Hmmm. Your arguments are all wrong, because you keep omitting important 
effects. (You have repetitively posted so many invalid arguments that 
many/most participants around here simply ignore your posts.)

> Einstein said it before me (implicitly), with his General Relativity.

No, he did not. Your notions about GR are seriously wrong.

> With my animation https://www.geogebra.org/m/v33hu4en I show what
> Newton said.

I never click on such links.

> [...]
> Instead, Einstein argues that there is no force between the particles
> of the Earth and those of the Moon, and that the action between the two
> bodies is due to the space-time curvature of one in contrast to the
> different space-time curvature of the other.

That is not correct. Using the spacetime curvature interpretation of GR, 
it is the curvature due to ALL components of the solar system that 
determines all of their orbits. It is possible to only APPROXIMATELY 
separate it as you assume, and that approximation destroys your argument.

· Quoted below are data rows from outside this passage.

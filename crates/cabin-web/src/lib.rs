//! WASM exports for the presentation.
//!
//! The page calls `cabin_init` once with its config, then `cabin_begin_frame`,
//! any host inputs, and `cabin_tick` from every `requestAnimationFrame`. Output
//! is read through the pointer exports into WASM memory; see
//! `cabin_engine::bridge::protocol` for the layout.

pub mod runner;

pub use runner::PresentationRunner;

use std::cell::RefCell;

use wasm_bindgen::prelude::*;

thread_local! {
    static RUNNER: RefCell<Option<PresentationRunner>> = const { RefCell::new(None) };
}

/// Run `f` against the runner. Before `cabin_init` this logs and returns the
/// default value instead.
fn with_runner<R: Default>(f: impl FnOnce(&mut PresentationRunner) -> R) -> R {
    RUNNER.with(|cell| match cell.borrow_mut().as_mut() {
        Some(runner) => f(runner),
        None => {
            log::warn!("presentation not initialized; call cabin_init() first");
            R::default()
        }
    })
}

#[wasm_bindgen]
pub fn cabin_init(config_json: &str, viewport_width: f32, viewport_height: f32) -> Result<(), JsValue> {
    console_error_panic_hook::set_once();
    let _ = console_log::init_with_level(log::Level::Info);

    let mut runner = PresentationRunner::from_json(config_json, viewport_width, viewport_height)
        .map_err(|err| JsValue::from_str(&err.to_string()))?;
    runner.start();
    RUNNER.with(|cell| {
        *cell.borrow_mut() = Some(runner);
    });
    log::info!("cabin: initialized");
    Ok(())
}

#[wasm_bindgen]
pub fn cabin_begin_frame() {
    with_runner(|r| r.begin_frame());
}

#[wasm_bindgen]
pub fn cabin_tick(dt_ms: f64) {
    with_runner(|r| r.tick(dt_ms));
}

// ---- Host inputs ----

#[wasm_bindgen]
pub fn cabin_victory() {
    with_runner(|r| r.victory());
}

#[wasm_bindgen]
pub fn cabin_signal(name: &str) -> bool {
    with_runner(|r| r.signal(name))
}

#[wasm_bindgen]
pub fn cabin_set_scene_rect(x: f32, y: f32, width: f32, height: f32) {
    with_runner(|r| r.set_scene_rect(x, y, width, height));
}

#[wasm_bindgen]
pub fn cabin_set_viewport(width: f32, height: f32) {
    with_runner(|r| r.set_viewport(width, height));
}

#[wasm_bindgen]
pub fn cabin_audio_blocked(cue: u32) {
    with_runner(|r| r.audio_blocked(cue));
}

#[wasm_bindgen]
pub fn cabin_audio_unavailable(cue: u32) {
    with_runner(|r| r.audio_unavailable(cue));
}

#[wasm_bindgen]
pub fn cabin_audio_allowed(cue: u32) {
    with_runner(|r| r.audio_allowed(cue));
}

#[wasm_bindgen]
pub fn cabin_gameplay_ready(ready: bool) {
    with_runner(|r| r.gameplay_ready(ready));
}

// ---- Data accessors ----

#[wasm_bindgen]
pub fn get_header_ptr() -> *const f32 {
    with_runner(|r| r.header_ptr() as usize) as *const f32
}

#[wasm_bindgen]
pub fn get_commands_ptr() -> *const f32 {
    with_runner(|r| r.commands_ptr() as usize) as *const f32
}

#[wasm_bindgen]
pub fn get_command_count() -> u32 {
    with_runner(|r| r.command_count())
}

#[wasm_bindgen]
pub fn get_caption_text(slot: u32) -> Option<String> {
    with_runner(|r| r.caption_text(slot))
}

#[wasm_bindgen]
pub fn get_signals_ptr() -> *const u32 {
    with_runner(|r| r.signals_ptr() as usize) as *const u32
}

#[wasm_bindgen]
pub fn get_signals_len() -> u32 {
    with_runner(|r| r.signals_len())
}

#[wasm_bindgen]
pub fn get_phase() -> u32 {
    with_runner(|r| r.phase().code())
}

#[wasm_bindgen]
pub fn get_prologue_complete() -> bool {
    with_runner(|r| r.prologue_complete())
}
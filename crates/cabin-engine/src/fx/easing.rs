//! Easing curves sampled by the fade compositor once per frame.

use serde::{Deserialize, Serialize};

/// Easing curve for a fade.
#[derive(Debug, Clone, Copy, PartialEq, Eq, Default, Serialize, Deserialize)]
#[serde(rename_all = "snake_case")]
pub enum Easing {
    /// Constant rate.
    #[default]
    Linear,
    /// Slow start.
    QuadIn,
    /// Slow end.
    QuadOut,
    /// Slow start and end, symmetric around t = 0.5.
    QuadInOut,
}

impl Easing {
    /// Map normalized time `t` (clamped to [0, 1]) onto progress in [0, 1].
    #[inline]
    pub fn apply(self, t: f32) -> f32 {
        let t = t.clamp(0.0, 1.0);
        match self {
            Easing::Linear => t,
            Easing::QuadIn => t * t,
            Easing::QuadOut => 1.0 - (1.0 - t) * (1.0 - t),
            Easing::QuadInOut => {
                if t < 0.5 {
                    2.0 * t * t
                } else {
                    1.0 - (-2.0 * t + 2.0).powi(2) / 2.0
                }
            }
        }
    }
}

/// Linearly interpolate between two values.
#[inline]
pub fn lerp(a: f32, b: f32, t: f32) -> f32 {
    a + (b - a) * t
}

/// Interpolate with easing.
#[inline]
pub fn ease(a: f32, b: f32, t: f32, easing: Easing) -> f32 {
    lerp(a, b, easing.apply(t))
}
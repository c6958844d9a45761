//! Graphics support: the dual-plane logical frame buffer
//!
//! Drawing happens into two MSB-first bit-packed planes (black and
//! red/highlight) addressed in *logical* coordinates. Before anything
//! reaches the panel the buffers are materialized into the physical raster
//! order with [`Display::rotate_into`], or windowed out with
//! [`Display::window_bytes`] for partial refreshes.

use bit_field::BitField;

use crate::buffer_len;
use crate::color::Color;
use crate::rect::Rect;
use crate::rotation::DisplayRotation;

#[cfg(feature = "graphics")]
use crate::color::TriColor;
#[cfg(feature = "graphics")]
use embedded_graphics_core::prelude::*;

/// Identifies one of the two planes of a panel.
#[derive(Debug, Clone, Copy, PartialEq, Eq)]
pub enum Plane {
    /// The black/white plane
    Black,
    /// The red/highlight plane; unused by single-color panels but always
    /// present so the buffer handling stays uniform
    Red,
}

/// Errors from buffer-to-buffer operations.
#[derive(Debug, Clone, Copy, PartialEq, Eq)]
pub enum GraphicsError {
    /// The provided output buffer is too small for the requested extent.
    BufferTooSmall,
}

/// Frame buffer for one panel, holding both planes in logical coordinates.
///
/// - `WIDTH`/`HEIGHT`: *physical* panel dimensions
/// - `BYTECOUNT`: per-plane backing size, must be
///   [`rotated_buffer_len(WIDTH, HEIGHT)`](crate::rotated_buffer_len) so
///   every orientation fits (the strides of the two orientations round up
///   independently)
///
/// Planes start out all white; changing the rotation swaps the logical
/// dimensions and resets both planes to white, the hardware-side buffers
/// are untouched until the next display call.
pub struct Display<const WIDTH: u32, const HEIGHT: u32, const BYTECOUNT: usize> {
    black: [u8; BYTECOUNT],
    red: [u8; BYTECOUNT],
    rotation: DisplayRotation,
}

/// Full-size display buffer for the 400x300 panel
pub type Display4in2 = Display<400, 300, { crate::rotated_buffer_len(400, 300) }>;

/// Full-size display buffer for the 128x296 panel
pub type Display2in9 = Display<128, 296, { crate::rotated_buffer_len(128, 296) }>;

impl<const WIDTH: u32, const HEIGHT: u32, const BYTECOUNT: usize> Default
    for Display<WIDTH, HEIGHT, BYTECOUNT>
{
    // inline is necessary here to allow heap allocation via Box on stack
    // limited programs
    #[inline(always)]
    fn default() -> Self {
        Self {
            black: [Color::White.get_byte_value(); BYTECOUNT],
            red: [Color::White.get_byte_value(); BYTECOUNT],
            rotation: DisplayRotation::default(),
        }
    }
}

impl<const WIDTH: u32, const HEIGHT: u32, const BYTECOUNT: usize>
    Display<WIDTH, HEIGHT, BYTECOUNT>
{
    /// Logical width, swapped against the physical one for 90°/270°.
    pub fn width(&self) -> u32 {
        self.rotation.logical_size(WIDTH, HEIGHT).0
    }

    /// Logical height.
    pub fn height(&self) -> u32 {
        self.rotation.logical_size(WIDTH, HEIGHT).1
    }

    /// Current rotation
    pub fn rotation(&self) -> DisplayRotation {
        self.rotation
    }

    /// Set the display rotation.
    ///
    /// Changing the rotation swaps the logical dimensions and discards the
    /// drawn content, both planes come back blank (white). A full refresh
    /// is needed afterwards.
    pub fn set_rotation(&mut self, rotation: DisplayRotation) {
        if rotation == self.rotation {
            return;
        }
        self.rotation = rotation;
        self.clear();
    }

    /// Resets both planes to white.
    pub fn clear(&mut self) {
        self.black.fill(Color::White.get_byte_value());
        self.red.fill(Color::White.get_byte_value());
    }

    /// Fills one plane with a single color.
    pub fn fill(&mut self, plane: Plane, color: Color) {
        let len = self.logical_len();
        self.plane_mut(plane)[..len].fill(color.get_byte_value());
    }

    /// Sets one pixel, in logical coordinates.
    ///
    /// Out-of-bounds coordinates are silently ignored.
    pub fn set_pixel(&mut self, plane: Plane, x: u32, y: u32, color: Color) {
        let (width, height) = self.rotation.logical_size(WIDTH, HEIGHT);
        if x >= width || y >= height {
            return;
        }
        let stride = buffer_len(width as usize, 1);
        let index = y as usize * stride + x as usize / 8;
        self.plane_mut(plane)[index].set_bit(7 - (x as usize % 8), color.get_bit_value() != 0);
    }

    /// Reads one pixel, in logical coordinates.
    ///
    /// Out-of-bounds coordinates read as white.
    pub fn get_pixel(&self, plane: Plane, x: u32, y: u32) -> Color {
        let (width, height) = self.rotation.logical_size(WIDTH, HEIGHT);
        if x >= width || y >= height {
            return Color::White;
        }
        let stride = buffer_len(width as usize, 1);
        let index = y as usize * stride + x as usize / 8;
        if self.plane(plane)[index].get_bit(7 - (x as usize % 8)) {
            Color::White
        } else {
            Color::Black
        }
    }

    /// The bytes of one plane in the current logical layout.
    pub fn buffer(&self, plane: Plane) -> &[u8] {
        &self.plane(plane)[..self.logical_len()]
    }

    /// Materializes one plane into the physical raster order.
    ///
    /// `out` must hold at least `buffer_len(WIDTH, HEIGHT)` bytes; it is
    /// prefilled white and then only the non-white pixels are written
    /// through the rotation mapping, so the net result is a full overwrite
    /// of the used range. Logical and physical strides are computed
    /// independently; they differ whenever one dimension is not a multiple
    /// of 8.
    pub fn rotate_into(&self, plane: Plane, out: &mut [u8]) -> Result<(), GraphicsError> {
        let physical_len = buffer_len(WIDTH as usize, HEIGHT as usize);
        if out.len() < physical_len {
            return Err(GraphicsError::BufferTooSmall);
        }
        let out = &mut out[..physical_len];
        out.fill(Color::White.get_byte_value());

        if self.rotation == DisplayRotation::Rotate0 {
            out.copy_from_slice(self.buffer(plane));
            return Ok(());
        }

        let (width, height) = self.rotation.logical_size(WIDTH, HEIGHT);
        let physical_stride = buffer_len(WIDTH as usize, 1);
        for y in 0..height {
            for x in 0..width {
                if self.get_pixel(plane, x, y) == Color::Black {
                    let (px, py) = self.rotation.to_physical(x, y, width, height);
                    let index = py as usize * physical_stride + px as usize / 8;
                    out[index].set_bit(7 - (px as usize % 8), false);
                }
            }
        }
        Ok(())
    }

    /// Extracts a byte-aligned physical window from one plane, for the
    /// partial-refresh path.
    ///
    /// `window` is in physical coordinates and is byte-aligned before use;
    /// pass logical rectangles through
    /// [`DisplayRotation::transform_window`] first. `out` needs
    /// `(window.w / 8) * window.h` bytes after alignment. Window regions
    /// outside the raster read as white.
    pub fn window_bytes(
        &self,
        plane: Plane,
        window: Rect,
        out: &mut [u8],
    ) -> Result<Rect, GraphicsError> {
        let window = window.byte_aligned();
        let window_stride = (window.w / 8) as usize;
        let needed = window_stride * window.h as usize;
        if out.len() < needed {
            return Err(GraphicsError::BufferTooSmall);
        }
        let out = &mut out[..needed];
        out.fill(Color::White.get_byte_value());

        let (width, height) = self.rotation.logical_size(WIDTH, HEIGHT);
        for wy in 0..window.h {
            for wx in 0..window.w {
                let (px, py) = (window.x + wx, window.y + wy);
                if px >= WIDTH || py >= HEIGHT {
                    continue;
                }
                let (lx, ly) = self.rotation.to_logical(px, py, width, height);
                if self.get_pixel(plane, lx, ly) == Color::Black {
                    let index = wy as usize * window_stride + wx as usize / 8;
                    out[index].set_bit(7 - (wx as usize % 8), false);
                }
            }
        }
        Ok(window)
    }

    fn logical_len(&self) -> usize {
        let (width, height) = self.rotation.logical_size(WIDTH, HEIGHT);
        buffer_len(width as usize, height as usize)
    }

    fn plane(&self, plane: Plane) -> &[u8] {
        match plane {
            Plane::Black => &self.black,
            Plane::Red => &self.red,
        }
    }

    fn plane_mut(&mut self, plane: Plane) -> &mut [u8] {
        match plane {
            Plane::Black => &mut self.black,
            Plane::Red => &mut self.red,
        }
    }
}

#[cfg(feature = "graphics")]
impl<const WIDTH: u32, const HEIGHT: u32, const BYTECOUNT: usize> DrawTarget
    for Display<WIDTH, HEIGHT, BYTECOUNT>
{
    type Color = TriColor;
    type Error = core::convert::Infallible;

    fn draw_iter<I>(&mut self, pixels: I) -> Result<(), Self::Error>
    where
        I: IntoIterator<Item = Pixel<Self::Color>>,
    {
        for Pixel(point, color) in pixels {
            if point.x < 0 || point.y < 0 {
                continue;
            }
            let (x, y) = (point.x as u32, point.y as u32);
            self.set_pixel(Plane::Black, x, y, color.black_plane());
            self.set_pixel(Plane::Red, x, y, color.red_plane());
        }
        Ok(())
    }
}

#[cfg(feature = "graphics")]
impl<const WIDTH: u32, const HEIGHT: u32, const BYTECOUNT: usize> OriginDimensions
    for Display<WIDTH, HEIGHT, BYTECOUNT>
{
    fn size(&self) -> Size {
        let (width, height) = self.rotation.logical_size(WIDTH, HEIGHT);
        Size::new(width, height)
    }
}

> But the two curvatures are not equal!

Of course not! Granting your separation, their effects are not equal, 
either. The effect of earth on moon is huge and causes the moon to orbit 
around the earth. The effect of moon on earth is MUCH smaller, and 
merely makes it wiggle a little bit as it orbits the sun.

Consider a solar system with just sun, earth, and moon (i.e. ignore 
everything else). The earth does not orbit around an ellipse, not even 
approximately -- it is the earth-moon barycenter that orbits around the 
(approximate) ellipse you are thinking of. The earth wiggles around that 
(approximate) ellipse. The wiggles have period ~ 29.5 days, 
corresponding to the moon's orbit. (This is exact in Newtonian 
mechanics, but only approximate in GR -- NM is linear while GR is not.)

> And therefore, even for Einstein, the gravitational equality between
> the two opposing bodies no longer exists, ]...]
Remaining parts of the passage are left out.